Regulation of excision genes of the Bacteroides conjugative transposon CTnDOT.

The first step in the transfer of the Bacteroides conjugative transposon CTnDOT is excision of the integrated element from the chromosome to form a circular transfer intermediate. Excision occurs only after the bacteria are exposed to tetracycline. Previously, four excision genes were identified. One was the integrase gene intDOT, which appeared to be expressed constitutively. Three other genes essential for excision (orf2c, orf2d, and exc) were found located in a cluster 13 kbp downstream of intDOT. By using uidA fusions and real-time reverse transcriptase PCR, we demonstrate here that the excision genes orf2c, orf2d, and exc are part of an operon that also contains open reading frame orf3, previously shown not to be essential for excision.

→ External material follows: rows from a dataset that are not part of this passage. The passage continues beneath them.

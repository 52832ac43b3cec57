pub mod decode;
pub mod normalize;
pub mod resample;

pub use decode::{AudioBuffer, decode_wav, downmix_to_mono};
pub use normalize::{NormalizedAudio, Normalizer, NormalizerConfig};
pub use resample::resample;

/// Canonical sample rate all downstream stages assume
pub const TARGET_SAMPLE_RATE: u32 = 16_000;

/// Samples in one 10 ms frame at the canonical rate
pub const FRAME_SAMPLES: usize = 160;
use std::future::Future;

use reqwest::Client;
use reqwest::multipart::{Form, Part};
use serde::Deserialize;
use tracing::debug;

use crate::audio::NormalizedAudio;
use crate::error::SourceError;
use crate::models::DiarizationTurn;

/// External speaker-diarization capability.
///
/// Implementations return speaker turns over the canonical audio. Turns
/// may overlap, may leave gaps, and carry boundary semantics independent
/// of the transcript source; the returned order is preserved because the
/// first-match assignment policy depends on it.
pub trait DiarizationSource {
    fn diarize(
        &self,
        audio: &NormalizedAudio,
    ) -> impl Future<Output = Result<Vec<DiarizationTurn>, SourceError>> + Send;
}

/// Configuration for the remote diarization client.
///
/// Both fields are optional on purpose: a missing endpoint or credential
/// is reported at call time as a degraded-mode error, never at startup.
#[derive(Debug, Clone, Default)]
pub struct DiarizerConfig {
    /// URL of the diarization endpoint
    pub endpoint: Option<String>,
    /// Bearer credential for the endpoint
    pub token: Option<String>,
}

impl DiarizerConfig {
    /// Create config from environment variables, preferring an explicitly
    /// passed credential over `VOCALIGN_DIARIZE_TOKEN` over `HF_TOKEN`
    pub fn from_env(token: Option<String>) -> Self {
        Self {
            endpoint: std::env::var("VOCALIGN_DIARIZE_URL").ok(),
            token: token
                .or_else(|| std::env::var("VOCALIGN_DIARIZE_TOKEN").ok())
                .or_else(|| std::env::var("HF_TOKEN").ok()),
        }
    }
}

/// Diarization client posting canonical audio to an HTTP turn service
pub struct RemoteDiarizer {
    client: Client,
    config: DiarizerConfig,
}

impl RemoteDiarizer {
    pub fn new(config: DiarizerConfig) -> Self {
        Self {
            client: Client::new(),
            config,
        }
    }
}

impl DiarizationSource for RemoteDiarizer {
    async fn diarize(&self, audio: &NormalizedAudio) -> Result<Vec<DiarizationTurn>, SourceError> {
        let endpoint = self.config.endpoint.as_ref().ok_or_else(|| {
            SourceError::NotAvailable(
                "diarization endpoint not configured (set VOCALIGN_DIARIZE_URL)".to_string(),
            )
        })?;
        let token = self.config.token.as_ref().ok_or_else(|| {
            SourceError::Auth(
                "diarization credential missing (pass --diarize-token or set \
                 VOCALIGN_DIARIZE_TOKEN)"
                    .to_string(),
            )
        })?;

        let bytes = tokio::fs::read(&audio.path)
            .await
            .map_err(|e| SourceError::Model(format!("failed to read {:?}: {e}", audio.path)))?;

        let file_name = audio
            .path
            .file_name()
            .map(|n| n.to_string_lossy().into_owned())
            .unwrap_or_else(|| "audio.wav".to_string());
        let part = Part::bytes(bytes)
            .file_name(file_name)
            .mime_str("audio/wav")
            .map_err(|e| SourceError::Model(format!("invalid upload part: {e}")))?;
        let form = Form::new().part("file", part);

        debug!("posting {} samples to {}", audio.sample_count, endpoint);

        let response = self
            .client
            .post(endpoint)
            .bearer_auth(token)
            .multipart(form)
            .send()
            .await
            .map_err(|e| SourceError::Model(format!("diarization request failed: {e}")))?;

        let status = response.status();
        if status == reqwest::StatusCode::UNAUTHORIZED || status == reqwest::StatusCode::FORBIDDEN {
            let body = response.text().await.unwrap_or_default();
            return Err(SourceError::Auth(format!(
                "diarization server rejected credential: {status} - {body}"
            )));
        }
        if status == reqwest::StatusCode::NOT_FOUND {
            return Err(SourceError::NotAvailable(format!(
                "diarization endpoint {endpoint} not found"
            )));
        }
        if !status.is_success() {
            let body = response.text().await.unwrap_or_default();
            return Err(SourceError::Model(format!(
                "diarization server error: {status} - {body}"
            )));
        }

        let turns: Vec<WireTurn> = response
            .json()
            .await
            .map_err(|e| SourceError::Model(format!("failed to parse diarization: {e}")))?;

        Ok(turns.into_iter().map(WireTurn::into_turn).collect())
    }
}

/// One turn record as emitted by the diarization service
#[derive(Debug, Deserialize)]
struct WireTurn {
    start: f64,
    end: f64,
    speaker: String,
}

impl WireTurn {
    fn into_turn(self) -> DiarizationTurn {
        DiarizationTurn::new(self.start, self.end, self.speaker)
    }
}

#[cfg(test)]
mod tests {
    use super::*;

    #[test]
    fn test_wire_turn_parse() {
        let json = r#"[
            {"start": 0.0, "end": 4.2, "speaker": "SPEAKER_00"},
            {"start": 3.9, "end": 7.0, "speaker": "SPEAKER_01"}
        ]"#;

        let turns: Vec<WireTurn> = serde_json::from_str(json).unwrap();
        let turns: Vec<DiarizationTurn> = turns.into_iter().map(WireTurn::into_turn).collect();

        assert_eq!(turns.len(), 2);
        assert_eq!(turns[0].speaker, "SPEAKER_00");
        assert_eq!(turns[1].interval.start, 3.9);
    }

    #[tokio::test]
    async fn test_missing_endpoint_is_not_available() {
        let diarizer = RemoteDiarizer::new(DiarizerConfig {
            endpoint: None,
            token: Some("tok".to_string()),
        });
        let audio = NormalizedAudio {
            path: "/tmp/a_mono16k.wav".into(),
            sample_count: 160,
        };

        match diarizer.diarize(&audio).await {
            Err(SourceError::NotAvailable(_)) => {}
            other => panic!("expected NotAvailable, got {:?}", other.map(|t| t.len())),
        }
    }

    #[tokio::test]
    async fn test_missing_token_is_auth_error() {
        let diarizer = RemoteDiarizer::new(DiarizerConfig {
            endpoint: Some("http://127.0.0.1:9".to_string()),
            token: None,
        });
        let audio = NormalizedAudio {
            path: "/tmp/a_mono16k.wav".into(),
            sample_count: 160,
        };

        match diarizer.diarize(&audio).await {
            Err(SourceError::Auth(_)) => {}
            other => panic!("expected Auth, got {:?}", other.map(|t| t.len())),
        }
    }
}
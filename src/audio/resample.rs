use anyhow::{Context, Result};
use rubato::{
    Resampler, SincFixedIn, SincInterpolationParameters, SincInterpolationType, WindowFunction,
};

const CHUNK_FRAMES: usize = 1024;

/// Band-limited sinc resampling of a mono signal.
///
/// Output length is exactly `round(samples.len() * to_rate / from_rate)`:
/// the resampler's delay is trimmed from the front and the tail is flushed
/// until the expected length is covered.
pub fn resample(samples: &[f32], from_rate: u32, to_rate: u32) -> Result<Vec<f32>> {
    if from_rate == to_rate || samples.is_empty() {
        return Ok(samples.to_vec());
    }

    let ratio = to_rate as f64 / from_rate as f64;
    let expected = (samples.len() as f64 * ratio).round() as usize;

    let params = SincInterpolationParameters {
        sinc_len: 256,
        f_cutoff: 0.95,
        interpolation: SincInterpolationType::Linear,
        oversampling_factor: 256,
        window: WindowFunction::BlackmanHarris2,
    };
    let mut resampler = SincFixedIn::<f32>::new(ratio, 2.0, params, CHUNK_FRAMES, 1)
        .context("failed to construct resampler")?;
    let delay = resampler.output_delay();

    let mut output: Vec<f32> = Vec::with_capacity(expected + delay);
    let mut position = 0;
    while position + CHUNK_FRAMES <= samples.len() {
        let frames = resampler
            .process(&[&samples[position..position + CHUNK_FRAMES]], None)
            .context("resampler failed on full chunk")?;
        output.extend_from_slice(&frames[0]);
        position += CHUNK_FRAMES;
    }
    if position < samples.len() {
        let frames = resampler
            .process_partial(Some(&[&samples[position..]]), None)
            .context("resampler failed on final chunk")?;
        output.extend_from_slice(&frames[0]);
    }

    // Flush until the delayed tail of the signal has been produced
    while output.len() < delay + expected {
        let frames = resampler
            .process_partial::<&[f32]>(None, None)
            .context("resampler failed on flush")?;
        if frames[0].is_empty() {
            break;
        }
        output.extend_from_slice(&frames[0]);
    }

    output.drain(..delay.min(output.len()));
    output.truncate(expected);
    Ok(output)
}
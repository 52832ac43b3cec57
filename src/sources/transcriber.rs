use std::future::Future;

use reqwest::Client;
use reqwest::multipart::{Form, Part};
use serde::Deserialize;
use tracing::debug;

use crate::audio::NormalizedAudio;
use crate::error::SourceError;
use crate::models::{TimeInterval, Transcription, TranscriptSegment, WordTiming};

/// External transcription capability.
///
/// Implementations receive canonical audio and return ordered,
/// non-overlapping speech segments with time bounds, text, language, and
/// total duration; per-word sub-intervals only when requested.
pub trait TranscriptSource {
    fn transcribe(
        &self,
        audio: &NormalizedAudio,
        word_timestamps: bool,
    ) -> impl Future<Output = Result<Transcription, SourceError>> + Send;
}

/// Configuration for the remote transcription client
#[derive(Debug, Clone)]
pub struct TranscriberConfig {
    /// Base URL of a whisper-compatible transcription server
    pub endpoint: String,
    /// Optional bearer token for the server
    pub api_key: Option<String>,
    /// Model name passed through to the server
    pub model: String,
}

impl TranscriberConfig {
    /// Create config from environment variables
    pub fn from_env() -> Self {
        Self {
            endpoint: std::env::var("VOCALIGN_TRANSCRIBE_URL")
                .unwrap_or_else(|_| "http://127.0.0.1:8080".to_string()),
            api_key: std::env::var("VOCALIGN_TRANSCRIBE_TOKEN").ok(),
            model: std::env::var("VOCALIGN_TRANSCRIBE_MODEL")
                .unwrap_or_else(|_| "base".to_string()),
        }
    }
}

/// Transcription client for whisper-compatible HTTP servers
pub struct RemoteTranscriber {
    client: Client,
    config: TranscriberConfig,
}

impl RemoteTranscriber {
    pub fn new(config: TranscriberConfig) -> Self {
        Self {
            client: Client::new(),
            config,
        }
    }
}

impl TranscriptSource for RemoteTranscriber {
    async fn transcribe(
        &self,
        audio: &NormalizedAudio,
        word_timestamps: bool,
    ) -> Result<Transcription, SourceError> {
        let bytes = tokio::fs::read(&audio.path)
            .await
            .map_err(|e| SourceError::Model(format!("failed to read {:?}: {e}", audio.path)))?;

        let file_name = audio
            .path
            .file_name()
            .map(|n| n.to_string_lossy().into_owned())
            .unwrap_or_else(|| "audio.wav".to_string());
        let part = Part::bytes(bytes)
            .file_name(file_name)
            .mime_str("audio/wav")
            .map_err(|e| SourceError::Model(format!("invalid upload part: {e}")))?;

        let mut form = Form::new()
            .part("file", part)
            .text("model", self.config.model.clone())
            .text("response_format", "verbose_json");
        if word_timestamps {
            form = form.text("timestamp_granularities[]", "word");
        }

        let url = format!(
            "{}/v1/audio/transcriptions",
            self.config.endpoint.trim_end_matches('/')
        );
        debug!("posting {} samples to {}", audio.sample_count, url);

        let mut request = self.client.post(&url).multipart(form);
        if let Some(key) = &self.config.api_key {
            request = request.bearer_auth(key);
        }

        let response = request
            .send()
            .await
            .map_err(|e| SourceError::Model(format!("transcription request failed: {e}")))?;

        let status = response.status();
        if status == reqwest::StatusCode::UNAUTHORIZED || status == reqwest::StatusCode::FORBIDDEN {
            let body = response.text().await.unwrap_or_default();
            return Err(SourceError::Auth(format!(
                "transcription server rejected credential: {status} - {body}"
            )));
        }
        if !status.is_success() {
            let body = response.text().await.unwrap_or_default();
            return Err(SourceError::Model(format!(
                "transcription server error: {status} - {body}"
            )));
        }

        let body: VerboseTranscription = response
            .json()
            .await
            .map_err(|e| SourceError::Model(format!("failed to parse transcription: {e}")))?;

        Ok(body.into_transcription())
    }
}

/// `verbose_json` response of whisper-compatible servers
#[derive(Debug, Deserialize)]
struct VerboseTranscription {
    #[serde(default)]
    language: String,
    #[serde(default)]
    duration: f64,
    #[serde(default)]
    segments: Vec<VerboseSegment>,
}

#[derive(Debug, Deserialize)]
struct VerboseSegment {
    start: f64,
    end: f64,
    text: String,
    #[serde(default)]
    words: Option<Vec<VerboseWord>>,
}

#[derive(Debug, Deserialize)]
struct VerboseWord {
    word: String,
    start: f64,
    end: f64,
    #[serde(default)]
    probability: Option<f64>,
}

impl VerboseTranscription {
    /// Convert the wire format into the internal model.
    ///
    /// Segment text is trimmed here; segments empty after trimming are
    /// dropped so downstream text joining never sees blank entries.
    fn into_transcription(self) -> Transcription {
        let segments = self
            .segments
            .into_iter()
            .filter_map(|segment| {
                let text = segment.text.trim().to_string();
                if text.is_empty() {
                    return None;
                }
                let words = segment.words.map(|words| {
                    words
                        .into_iter()
                        .map(|w| WordTiming {
                            word: w.word,
                            interval: TimeInterval::new(w.start, w.end),
                            probability: w.probability,
                        })
                        .collect()
                });
                Some(TranscriptSegment {
                    interval: TimeInterval::new(segment.start, segment.end),
                    text,
                    words,
                })
            })
            .collect();

        Transcription {
            language: self.language,
            duration: self.duration,
            segments,
        }
    }
}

We also show that operon expression is regulated at the transcriptional level in response to tetracycline. The transcript start site for the operon has been localized. Three CTnDOT regulatory genes are thought to be involved in tetracycline regulation of excision, rteA, rteB, and rteC. By placing rteC under the control of a heterologous promoter, we found that RteC alone was sufficient for induction of the orf2c operon. If, however, the rteC gene was under the control of its own promoter, it was not able to induce orf2c operon expression unless rteA and rteB were present. Thus, RteA and RteB participate in excision by stimulating transcription of rteC. Using electrophoretic mobility shift analysis, we found that a purified His(6)-tagged form of RteC bound DNA upstream of the -33 region of the promoter. Changing the sequence in the region between bp -50 and -70 reduced the expression of the orf2c operon in vivo. Taken together, our results support the hypothesis that RteC acts as a DNA-binding protein that binds upstream of the orf2c promoter and is responsible for tetracycline-regulated transcriptional regulation of the orf2c operon.